Interesting points. You've certainly made me think, I'll give you credit where it's due :) IMO there is still an element of personal responsibility, but I'll be away from a computer for the next couple of days so we'll probably just have to agree to differ. I see you view that a girl should be able to wear whatever she wants without some men getting the wrong idea in the same light that you see my view that a woman should be taking responsibility for living in the real world and dress appropriately for that to avoid unwanted attention. On the bright side, at least we both agree that touching (or anything else) without consent is wrong!

antsypants · 19/12/2011 10:45

So, we start dressing in a more unprovocative fashion, then women will not be raped?

Of course not, if that worked then there would not be the incidences of rape there are in countries which adhere to traditional dress codes.

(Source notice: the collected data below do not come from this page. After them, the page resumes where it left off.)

//! 2×2 chunk batching: merge neighboring chunk meshes into super-meshes.
//!
//! Batches cut draw calls by roughly 4× away from the edit frontier. A
//! batch is keyed by the floored half of its chunks' coordinates and holds
//! up to four member slots. Any member change (register, unregister, edit)
//! marks the batch dirty; a bounded number of dirty batches is rebuilt per
//! frame by concatenating the members' staged CPU buffers with their local
//! offset inside the batch. While a batch has no combined mesh, the member
//! chunks' own entities keep rendering as the fallback path.

pub mod rebuild;

pub use rebuild::{rebuild_batches, update_batch_visibility};

use crate::chunk::{ChunkMeshData, StagedBuffers, CHUNK_SIZE_I32};
use bevy::prelude::*;
use std::collections::{HashMap, VecDeque};

/// Chunks per batch side.
pub const BATCH_SPAN: i32 = 2;
/// Soft cap on live batches; registration beyond it falls back to
/// per-chunk rendering.
pub const BATCH_MAX_COUNT: usize = 512;

/// Marker component for spawned batch mesh entities.
#[derive(Component)]
pub struct BatchEntity {
    pub bx: i32,
    pub bz: i32,
}

/// Batch key for a chunk coordinate. Floored division keeps negative
/// coordinates in the right cell.
#[must_use]
pub fn batch_key(cx: i32, cz: i32) -> (i32, i32) {
    (cx.div_euclid(BATCH_SPAN), cz.div_euclid(BATCH_SPAN))
}

/// Slot index of a chunk inside its batch (0..4, row-major).
#[must_use]
pub fn batch_slot(cx: i32, cz: i32) -> usize {
    let sx = cx.rem_euclid(BATCH_SPAN);
    let sz = cz.rem_euclid(BATCH_SPAN);
    (sx + sz * BATCH_SPAN) as usize
}

pub struct Batch {
    pub bx: i32,
    pub bz: i32,
    /// Member chunk coordinates; a nulled slot contributes no vertices.
    pub slots: [Option<(i32, i32)>; 4],
    pub dirty: bool,
    pub opaque_mesh: Option<Handle<Mesh>>,
    pub transparent_mesh: Option<Handle<Mesh>>,
    pub opaque_entity: Option<Entity>,
    pub transparent_entity: Option<Entity>,
    pub opaque_vertex_count: usize,
    pub transparent_vertex_count: usize,
}

impl Batch {
    fn new(bx: i32, bz: i32) -> Self {
        Batch {
            bx,
            bz,
            slots: [None; 4],
            dirty: false,
            opaque_mesh: None,
            transparent_mesh: None,
            opaque_entity: None,
            transparent_entity: None,
            opaque_vertex_count: 0,
            transparent_vertex_count: 0,
        }
    }

    /// True when the combined opaque pass exists and can replace the
    /// members' individual draws.
    #[must_use]
    pub fn has_combined_mesh(&self) -> bool {
        self.opaque_mesh.is_some() || self.transparent_mesh.is_some()
    }

    #[must_use]
    #[allow(clippy::cast_precision_loss)]
    pub fn world_origin(&self) -> Vec3 {
        Vec3::new(
            (self.bx * BATCH_SPAN * CHUNK_SIZE_I32) as f32,
            0.0,
            (self.bz * BATCH_SPAN * CHUNK_SIZE_I32) as f32,
        )
    }
}

/// All live batches plus the dirty queue consumed by the rebuild budget.
#[derive(Default)]
pub struct BatchMap {
    pub batches: HashMap<(i32, i32), Batch>,
    dirty_queue: VecDeque<(i32, i32)>,
}

impl BatchMap {
    /// Place a chunk into its batch slot, creating the batch if needed.
    pub fn register_coords(&mut self, cx: i32, cz: i32) {
        let key = batch_key(cx, cz);
        if !self.batches.contains_key(&key) {
            if self.batches.len() >= BATCH_MAX_COUNT {
                warn!("batch table full; chunk ({cx}, {cz}) renders unbatched");
                return;
            }
            self.batches.insert(key, Batch::new(key.0, key.1));
        }
        let batch = self.batches.get_mut(&key).expect("just inserted");
        batch.slots[batch_slot(cx, cz)] = Some((cx, cz));
        Self::mark_dirty(&mut self.dirty_queue, batch, key);
    }

    /// Null a chunk's slot and mark the batch for rebuild.
    pub fn unregister_coords(&mut self, cx: i32, cz: i32) {
        let key = batch_key(cx, cz);
        if let Some(batch) = self.batches.get_mut(&key) {
            batch.slots[batch_slot(cx, cz)] = None;
            Self::mark_dirty(&mut self.dirty_queue, batch, key);
        }
    }

    /// Mark the batch containing `(cx, cz)` dirty (block edit, remesh).
    pub fn invalidate(&mut self, cx: i32, cz: i32) {
        let key = batch_key(cx, cz);
        if let Some(batch) = self.batches.get_mut(&key) {
            Self::mark_dirty(&mut self.dirty_queue, batch, key);
        }
    }

    fn mark_dirty(queue: &mut VecDeque<(i32, i32)>, batch: &mut Batch, key: (i32, i32)) {
        if !batch.dirty {
            batch.dirty = true;
            queue.push_back(key);
        }
    }

    #[must_use]
    pub fn is_dirty(&self, cx: i32, cz: i32) -> bool {
        self.batches
            .get(&batch_key(cx, cz))
            .is_some_and(|b| b.dirty)
    }

    /// Next batch awaiting rebuild, clearing its dirty flag.
    pub fn pop_dirty(&mut self) -> Option<(i32, i32)> {
        while let Some(key) = self.dirty_queue.pop_front() {
            if let Some(batch) = self.batches.get_mut(&key) {
                if batch.dirty {
                    batch.dirty = false;
                    return Some(key);
                }
            }
        }
        None
    }

    #[must_use]
    pub fn dirty_len(&self) -> usize {
        self.dirty_queue.len()
    }

    #[must_use]
    pub fn len(&self) -> usize {
        self.batches.len()
    }

    #[must_use]
    pub fn is_empty(&self) -> bool {
        self.batches.is_empty()
    }
}

/// Concatenate one render pass across up to four member chunks.
///
/// Vertex X/Z are shifted by each member's offset inside the batch; indices
/// are rebased past the vertices already appended.
#[must_use]
pub fn combine_pass(
    bx: i32,
    bz: i32,
    members: &[((i32, i32), &ChunkMeshData)],
    transparent: bool,
) -> StagedBuffers {
    let mut combined = StagedBuffers { valid: true, ..Default::default() };
    for ((cx, cz), data) in members {
        let pass = if transparent { &data.transparent } else { &data.opaque };
        if pass.is_empty() {
            continue;
        }
        #[allow(clippy::cast_precision_loss)]
        let dx = ((cx - bx * BATCH_SPAN) * CHUNK_SIZE_I32) as f32;
        #[allow(clippy::cast_precision_loss)]
        let dz = ((cz - bz * BATCH_SPAN) * CHUNK_SIZE_I32) as f32;

        let base = combined.positions.len() as u32;
        combined
            .positions
            .extend(pass.positions.iter().map(|p| [p[0] + dx, p[1], p[2] + dz]));
        combined.normals.extend_from_slice(&pass.normals);
        combined.uvs.extend_from_slice(&pass.uvs);
        combined.colors.extend_from_slice(&pass.colors);
        combined.indices.extend(pass.indices.iter().map(|i| i + base));
    }
    combined
}

#[cfg(test)]
mod tests {
    use super::*;
    use crate::atlas::AtlasUVMap;
    use crate::block::{Block, BlockType};
    use crate::chunk::{mesh::build_chunk_mesh, Chunk};

    #[test]
    fn batch_key_uses_floored_division() {
        assert_eq!(batch_key(0, 0), (0, 0));
        assert_eq!(batch_key(1, 1), (0, 0));
        assert_eq!(batch_key(2, 3), (1, 1));
        assert_eq!(batch_key(-1, -1), (-1, -1));
        assert_eq!(batch_key(-2, -3), (-1, -2));
        assert_eq!(batch_key(-3, 2), (-2, 1));
    }

    #[test]
    fn slots_cover_the_four_members_exactly() {
        let mut seen = [false; 4];
        for (cx, cz) in [(4, 6), (5, 6), (4, 7), (5, 7)] {
            assert_eq!(batch_key(cx, cz), (2, 3));
            seen[batch_slot(cx, cz)] = true;
        }
        assert_eq!(seen, [true; 4]);
        // Negative coordinates land in distinct slots too.
        let mut seen = [false; 4];
        for (cx, cz) in [(-2, -2), (-1, -2), (-2, -1), (-1, -1)] {
            assert_eq!(batch_key(cx, cz), (-1, -1));
            seen[batch_slot(cx, cz)] = true;
        }
        assert_eq!(seen, [true; 4]);
    }

    #[test]
    fn register_marks_dirty_once() {
        let mut map = BatchMap::default();
        map.register_coords(0, 0);
        map.register_coords(1, 0);
        map.register_coords(0, 1);
        assert_eq!(map.len(), 1);
        assert_eq!(map.dirty_len(), 1);
        assert_eq!(map.pop_dirty(), Some((0, 0)));
        assert_eq!(map.pop_dirty(), None);
    }

    #[test]
    fn unregister_nulls_the_slot_and_redirties() {
        let mut map = BatchMap::default();
        map.register_coords(2, 2);
        while map.pop_dirty().is_some() {}
        map.unregister_coords(2, 2);
        assert!(map.is_dirty(2, 2));
        let batch = map.batches.get(&(1, 1)).unwrap();
        assert!(batch.slots.iter().all(Option::is_none));
    }

    #[test]
    fn combined_vertex_count_is_the_sum_of_members() {
        let atlas = AtlasUVMap::default();
        let mut members = Vec::new();
        let mut data = Vec::new();
        for (cx, cz) in [(0, 0), (1, 0), (0, 1), (1, 1)] {
            let mut chunk = Chunk::new(cx, cz);
            // Distinct block counts per member so the sum is meaningful.
            for i in 0..=(cx + cz * 2) as usize {
                chunk.set(2 + i * 2, 50, 2, Block::of(BlockType::Stone));
            }
            data.push(((cx, cz), build_chunk_mesh(&chunk, &atlas)));
        }
        let mut expected = 0;
        for ((cx, cz), d) in &data {
            expected += d.opaque.vertex_count();
            members.push(((*cx, *cz), d));
        }
        let combined = combine_pass(0, 0, &members, false);
        assert_eq!(combined.vertex_count(), expected);
        assert_eq!(combined.indices.len() % 6, 0);
    }

    #[test]
    fn combine_offsets_member_positions_into_batch_space() {
        let atlas = AtlasUVMap::default();
        let mut chunk = Chunk::new(1, 1);
        chunk.set(0, 50, 0, Block::of(BlockType::Stone));
        let data = build_chunk_mesh(&chunk, &atlas);
        let combined = combine_pass(0, 0, &[((1, 1), &data)], false);
        // Chunk (1,1) sits 16 blocks over in both axes inside batch (0,0).
        let max_x = combined.positions.iter().map(|p| p[0]).fold(0.0f32, f32::max);
        let max_z = combined.positions.iter().map(|p| p[2]).fold(0.0f32, f32::max);
        assert!((16.0..=32.0).contains(&max_x));
        assert!((16.0..=32.0).contains(&max_z));
    }

    #[test]
    fn null_slots_contribute_nothing() {
        let combined = combine_pass(0, 0, &[], false);
        assert!(combined.is_empty());
    }
}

Rape is a form of domination which is largely carried out by men, it is to do with the power in penetrating someone's body and mind, removing control and consent, making them powerless.

A man with an erection because he sees a pretty girl or boy is not necessarily a threat, but a man who then uses that erection to debase and humiliate is the threat.

Do you believe that threat would not exist if there were no pretty girls or boys about?

How do you guard against the many factors that govern someone's behaviour?